Favorisée de la nature sur plus d’un point, puisqu’elle a des volcans sans tremblemens de terre, un climat salubre sous les tropiques, un sol fertile et propre à toute espèce de cultures, l’île Bourbon voit aborder par an 150 et 200 navires, dont environ 90 partis des ports de France. Deux à trois mille navigateurs la visitent chaque année ; chaque année aussi elle échange avec la métropole et les pays voisins une population flottante de plus de mille individus ; son mouvement commercial était naguère de plus de trente millions de francs[11] ; malgré son éloignement de nos côtes, elle entretient avec la France des relations multipliées, journalières. Ce qu’elle a perdu de son importance en survivant pour ainsi dire à nos désastres au-delà du Cap, ne doit-elle pas le regagner à nos yeux, en se montrant comme l’unique point dans ces mers où nous ayons des troupes blanches, l’unique lieu où nous soyons chez nous ? Si les anciens travaux du port ordonnés par Labourdonnais ont disparu aux premiers ras-de-marée, si la digue, construite à force d’argent, renversée à son tour avec les navires qu’elle devait protéger, n’offre désormais qu’un danger de plus aux approches des terres, ne trouvera-t-on pas de nos jours le moyen de disposer aux abords d’une crique, dans une anse, derrière un promontoire, un abri quelconque où les marins ne soient pas livrés sans défense aux ouragans ? Est-il convenable que nos navires de guerre soient réduits dans la saison mauvaise, ou par suite d’avaries, à se réfugier au cap de Bonne-Espérance, ou à demander asile à ceux qui sont maîtres aujourd’hui de l’île de France ? Après avoir été une annexe de Madagascar, de cette grande terre à laquelle elle emprunte encore des bestiaux et du riz, la petite île, au pis-aller, ne pourra-t-elle à son tour profiter de quelque port sur cette côte, qui soit comme une dépendance de la colonie ? Faudra-t-il là-dessus demander conseil aux Anglais, qui, après avoir renoncé depuis long-temps à toutes leurs prétentions sur le pays des Hovas et des Séclaves, songent de nouveau à s’établir au fond de la belle rade de Diégo-Suarez !

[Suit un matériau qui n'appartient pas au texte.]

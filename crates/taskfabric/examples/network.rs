//! # 8x8 Switching Network Example
//!
//! A three-stage banyan network of 2x2 switches. Packets carry their
//! destination port in the low three bits; each stage routes on one bit,
//! arbitrating conflicts round-robin. The switches run as detached
//! infinite loops and are torn down when the root scope exits.
//!
//! ## Run this example:
//! ```bash
//! cargo run -p taskfabric --example network
//! ```
//!
//! ## What this demonstrates:
//!
//! - Stream bundles peeled positionally across replicated switches
//! - Nested scopes spawning detached children
//! - Non-blocking `peek`/`try_write`/`try_read` arbitration loops
//! - Vectorized memory views feeding one stream lane per vector lane

use taskfabric::prelude::*;

const PORTS: usize = 8;

async fn switch2x2(b: u32, in0: ReadEnd<u64>, in1: ReadEnd<u64>, out: WriteEnds<u64, 2>) {
    let dest = |p: u64| ((p >> b) & 1) as usize;
    let mut prioritize_1 = false;
    loop {
        let pkt0 = in0.peek();
        let pkt1 = in1.peek();

        let fwd_0_0 = matches!(pkt0, Some(p) if dest(p) == 0);
        let fwd_0_1 = matches!(pkt0, Some(p) if dest(p) == 1);
        let fwd_1_0 = matches!(pkt1, Some(p) if dest(p) == 0);
        let fwd_1_1 = matches!(pkt1, Some(p) if dest(p) == 1);

        let conflict =
            pkt0.is_some() && pkt1.is_some() && fwd_0_0 == fwd_1_0 && fwd_0_1 == fwd_1_1;

        let read_0 = !((!fwd_0_0 && !fwd_0_1) || (prioritize_1 && conflict));
        let read_1 = !((!fwd_1_0 && !fwd_1_1) || (!prioritize_1 && conflict));
        let write_0 = fwd_0_0 || fwd_1_0;
        let write_1 = fwd_1_1 || fwd_0_1;
        let write_0_0 = fwd_0_0 && (!fwd_1_0 || !prioritize_1);
        let write_1_1 = fwd_1_1 && (!fwd_0_1 || prioritize_1);

        let written_0 = write_0
            && out[0].try_write(if write_0_0 {
                pkt0.unwrap_or(0)
            } else {
                pkt1.unwrap_or(0)
            });
        let written_1 = write_1
            && out[1].try_write(if write_1_1 {
                pkt1.unwrap_or(0)
            } else {
                pkt0.unwrap_or(0)
            });

        if read_0 && (if write_0_0 { written_0 } else { written_1 }) {
            let _ = in0.try_read();
        }
        if read_1 && (if write_1_1 { written_1 } else { written_0 }) {
            let _ = in1.try_read();
        }

        if conflict {
            prioritize_1 = !prioritize_1;
        }
        yield_now("switch: arbitration pass").await;
    }
}

async fn inner_stage(b: u32, in0: ReadEnds<u64, 4>, in1: ReadEnds<u64, 4>, out: WriteEnds<u64, 8>) {
    parallel()
        .invoke_n_detached(PORTS / 2, switch2x2, (b, &in0, &in1, &out))
        .await;
}

async fn stage(b: u32, in_q: ReadEnds<u64, 8>, out: WriteEnds<u64, 8>) {
    // The input bundle is passed twice; the shared peel cursor hands the
    // lower four lanes to `in0` and the upper four to `in1`.
    parallel()
        .invoke_detached(inner_stage, (b, &in_q, &in_q, &out))
        .await;
}

async fn produce(src: Mmap<Vector<u64, 8>>, n: u64, out: WriteEnds<u64, 8>) {
    for i in 0..n as usize {
        out.write_vec(src.get(i)).await;
    }
}

async fn consume(dst: Mmap<Vector<u64, 8>>, n: u64, in_q: ReadEnds<u64, 8>) {
    for i in 0..n as usize {
        let v = in_q.read_vec().await;
        for j in 0..PORTS {
            assert_eq!(
                v.get(j) as usize % PORTS,
                j,
                "packet routed to the wrong port"
            );
        }
        dst.set(i, v);
    }
}

fn main() {
    tracing_subscriber::fmt::init();

    println!("=== taskfabric 8x8 Network Example ===\n");

    let n = 64u64;

    // Wave i carries one packet per destination: lane j addresses port
    // (i + j) % 8, with the wave number in the upper bits.
    let mut input = vec![0u64; n as usize * PORTS];
    for i in 0..n as usize {
        for j in 0..PORTS {
            input[i * PORTS + j] = (((i + j) % PORTS) as u64) | ((i as u64) << 3);
        }
    }
    let mut output = vec![0u64; n as usize * PORTS];

    println!("Routing {} packets through three switch stages\n", n as usize * PORTS);

    let q0 = StreamBundle::<u64, 4096, 8>::new("q0");
    let q1 = StreamBundle::<u64, 4096, 8>::new("q1");
    let q2 = StreamBundle::<u64, 4096, 8>::new("q2");
    let q3 = StreamBundle::<u64, 4096, 8>::new("q3");

    let mmap_in = Mmap::from_slice(&mut input).vectorized::<8>();
    let mmap_out = Mmap::from_slice(&mut output).vectorized::<8>();

    parallel()
        .invoke(produce, (mmap_in, n, &q0))
        .invoke_named("stage#2", stage, (2u32, &q0, &q1))
        .invoke_named("stage#1", stage, (1u32, &q1, &q2))
        .invoke_named("stage#0", stage, (0u32, &q2, &q3))
        .invoke(consume, (mmap_out, n, &q3))
        .join();

    // Every port saw n packets, each addressed to it.
    let mut per_port = [0u64; PORTS];
    for i in 0..n as usize {
        for j in 0..PORTS {
            assert_eq!(output[i * PORTS + j] as usize % PORTS, j);
            per_port[j] += 1;
        }
    }
    assert!(per_port.iter().all(|&c| c == n));

    println!("PASS: all packets delivered to their tagged ports");
}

- ↑ Ce tribunal, créé par un édit du mois de mars 1711, était soumis, pour les appels, au tribunal souverain de Pondichéry, chef-lieu des établissemens de la compagnie des Indes. Nous empruntons ces détails aux Notices statistiques sur les colonies françaises, imprimées par ordre de M. le vice-amiral de Rosamel, ministre secrétaire-d’état de la marine et des colonies. 1838.
- ↑ En 1836, le sol de Bourbon se trouvait réparti ainsi qu’il suit :
Cultures
65,702 hectares 231,550 hectares Savanes14,040 — Bois et forêts55,921 — Terrains incultes95,887 — Les terres cultivées formaient ainsi près du tiers du territoire de la colonie.
- ↑ Le produit annuel de la pêche peut s’élever à cent cinquante mille kilogrammes de poissons frais ; cette industrie occupe environ cinq cents individus libres et esclaves, et emploie près de deux cents embarcations.
- ↑ Le nombre des bestiaux est évalué environ à 60,000, parmi lesquels les chevaux, les mules et les ânes entrent à peu près pour 11,000. On a essayé aussi d’acclimater le buffle de Malabar dans la colonie. Les esclaves possèdent en outre plus de 70,000 porcs.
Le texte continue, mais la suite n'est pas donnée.